Every workplace has its trusted tools—the makeshift jigs in workshops, the favored scripts in programming, or for synthetic chemists, the reliable reagents. I count 2,3-dimethylbenzyl bromide among those quiet contributors. It doesn’t make the cover of glossy trade magazines, but its footprint is everywhere in the lab when efficient, clean, and selective reactions matter.
I’ve worked with research groups that cite favorable experience with this compound for everything from exploratory heterocycle synthesis to polymer modification and new dye development. The general sense, echoed in countless group meetings and peer-reviewed articles, is that seemingly minor choices—like methylated versus non-methylated benzyl bromides—can bring a rare degree of control and reproducibility. It’s this nuanced approach to reagent selection that separates high-output research teams from those grinding through avoidable bottlenecks.
The future of chemical synthesis is all about efficiency—turning raw material into valuable products with less waste, lower energy, and predictable outcomes.
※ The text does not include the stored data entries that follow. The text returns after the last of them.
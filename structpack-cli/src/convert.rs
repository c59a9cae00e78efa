//! JSON <-> value conversion driven by a layout's value slots

use anyhow::{bail, Context, Result};
use serde_json::Value as Json;
use structpack_core::{codec::CodecKind, FieldSpec, Layout, TypeCodec, Value};

/// Convert JSON items to values, using the field each item lands in to pick the variant
///
/// Numbers become `Float` for `f`/`d` and `Int`/`UInt` for integer codes.
/// Strings (UTF-8) and arrays of 0..=255 become `Bytes` for `s`/`p`.
/// Items beyond the layout's value slots are dropped, as pack would ignore them.
pub fn json_to_values(layout: &Layout, items: &[Json]) -> Result<Vec<Value>> {
    layout
        .value_slots()
        .zip(items)
        .enumerate()
        .map(|(i, (slot, item))| {
            convert_item(slot, item).with_context(|| format!("Invalid value at index {}", i))
        })
        .collect()
}

fn convert_item(slot: &FieldSpec, item: &Json) -> Result<Value> {
    let codec = TypeCodec::get(slot.code);
    let code = slot.code.as_char();

    match codec.kind {
        CodecKind::Float => match item.as_f64() {
            Some(v) => Ok(Value::Float(v)),
            None => bail!("type code '{}' expects a number, got {}", code, item),
        },
        CodecKind::Signed | CodecKind::Unsigned => {
            let Json::Number(n) = item else {
                bail!("type code '{}' expects an integer, got {}", code, item);
            };
            match (n.as_i64(), n.as_u64()) {
                (Some(v), _) if codec.is_signed() => Ok(Value::Int(v)),
                (_, Some(v)) => Ok(Value::UInt(v)),
                (Some(v), _) => Ok(Value::Int(v)),
                _ => bail!("type code '{}' expects an integer, got {}", code, n),
            }
        }
        CodecKind::Str | CodecKind::Pascal => match item {
            Json::String(s) => Ok(Value::from(s.as_str())),
            Json::Array(items) => items
                .iter()
                .map(|b| {
                    b.as_u64()
                        .and_then(|v| u8::try_from(v).ok())
                        .with_context(|| format!("byte string element {} is not in 0..=255", b))
                })
                .collect::<Result<Vec<u8>>>()
                .map(Value::Bytes),
            _ => bail!("type code '{}' expects a string or byte array, got {}", code, item),
        },
        CodecKind::Pad => bail!("pad fields take no value"),
    }
}

/// Render a value as JSON; byte strings become lossy UTF-8 text when `bytes_as_text` is set
pub fn value_to_json(value: &Value, bytes_as_text: bool) -> Result<Json> {
    match value {
        Value::Bytes(b) if bytes_as_text => Ok(Json::String(String::from_utf8_lossy(b).into_owned())),
        other => serde_json::to_value(other).context("Failed to serialize value"),
    }
}

#[cfg(test)]
mod tests {
    use super::*;
    use serde_json::json;

    #[test]
    fn test_numbers_follow_slot_kind() {
        let layout = Layout::parse("<bBdQ").unwrap();
        let items = [json!(-3), json!(200), json!(2), json!(18446744073709551615u64)];
        let values = json_to_values(&layout, &items).unwrap();
        assert_eq!(
            values,
            vec![
                Value::Int(-3),
                Value::UInt(200),
                Value::Float(2.0),
                Value::UInt(u64::MAX)
            ]
        );
    }

    #[test]
    fn test_strings_and_byte_arrays() {
        let layout = Layout::parse("4s3p").unwrap();
        let items = [json!("ab"), json!([1, 2])];
        let values = json_to_values(&layout, &items).unwrap();
        assert_eq!(values, vec![Value::from("ab"), Value::Bytes(vec![1, 2])]);
    }

    #[test]
    fn test_pad_slots_are_skipped() {
        let layout = Layout::parse("<BxB").unwrap();
        let values = json_to_values(&layout, &[json!(1), json!(2)]).unwrap();
        assert_eq!(values, vec![Value::UInt(1), Value::UInt(2)]);
    }

    #[test]
    fn test_rejects_wrong_json_type() {
        let layout = Layout::parse("<H").unwrap();
        assert!(json_to_values(&layout, &[json!("x")]).is_err());
        assert!(json_to_values(&layout, &[json!(1.5)]).is_err());

        let layout = Layout::parse("2s").unwrap();
        assert!(json_to_values(&layout, &[json!([300])]).is_err());
    }

    #[test]
    fn test_value_to_json() {
        assert_eq!(value_to_json(&Value::Int(-1), false).unwrap(), json!(-1));
        assert_eq!(value_to_json(&Value::from("hi"), false).unwrap(), json!([104, 105]));
        assert_eq!(value_to_json(&Value::from("hi"), true).unwrap(), json!("hi"));
    }
}
use crate::convert::value_to_json;
use anyhow::{Context, Result};
use colored::*;
use serde_json::Value as Json;
use std::fs;
use structpack_core::{Layout, Mode};
use tracing::info;

pub fn execute(
    format: &str,
    input: &str,
    output: Option<&str>,
    offset: usize,
    loose: bool,
    as_text: bool,
) -> Result<()> {
    info!("Unpacking {} with format {:?}", input, format);

    let layout =
        Layout::parse(format).with_context(|| format!("Invalid format string: {:?}", format))?;

    let data = super::read_input(input)?;

    info!("Input size: {} bytes, reading from offset {}", data.len(), offset);

    let values = layout
        .unpack_from(&data, offset, Mode::from_loose(loose))
        .with_context(|| format!("Failed to unpack {}", input))?;

    let json = values
        .iter()
        .map(|v| value_to_json(v, as_text))
        .collect::<Result<Vec<Json>>>()?;

    if let Some(output_path) = output {
        let rendered = serde_json::to_string_pretty(&json)
            .with_context(|| "Failed to serialize decoded values")?;

        fs::write(output_path, rendered)
            .with_context(|| format!("Failed to write output file: {}", output_path))?;

        info!("Decoded values written to: {}", output_path);
    } else {
        println!("=== Decoded Values ===");
        for (i, value) in json.iter().enumerate() {
            println!("[{}] {}", i, value);
        }
    }

    if values.len() < layout.value_count() {
        println!(
            "{} Input ended early: decoded {} of {} values",
            "✗".yellow(),
            values.len(),
            layout.value_count()
        );
    } else {
        println!("{} Decoded {} values", "✓".green(), values.len());
    }

    Ok(())
}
Every year, as methods evolve and expectations around sustainability grow, compounds like 2,3-dimethylbenzyl bromide stay relevant because they offer just enough differentiation to make a tangible difference. Experienced chemists know this intuitively, and growing numbers of younger scientists, taught by example, come to share in that wisdom.
By keeping communication open, sharing practical data, and looking beyond one-size-fits-all chemicals, both academia and industry can push boundaries. Real progress in the lab depends on understanding both the limitations and the genuine potential of our tools. In that spirit, 2,3-dimethylbenzyl bromide stands out—not as a magic bullet, but as one more piece in the puzzle of building better science.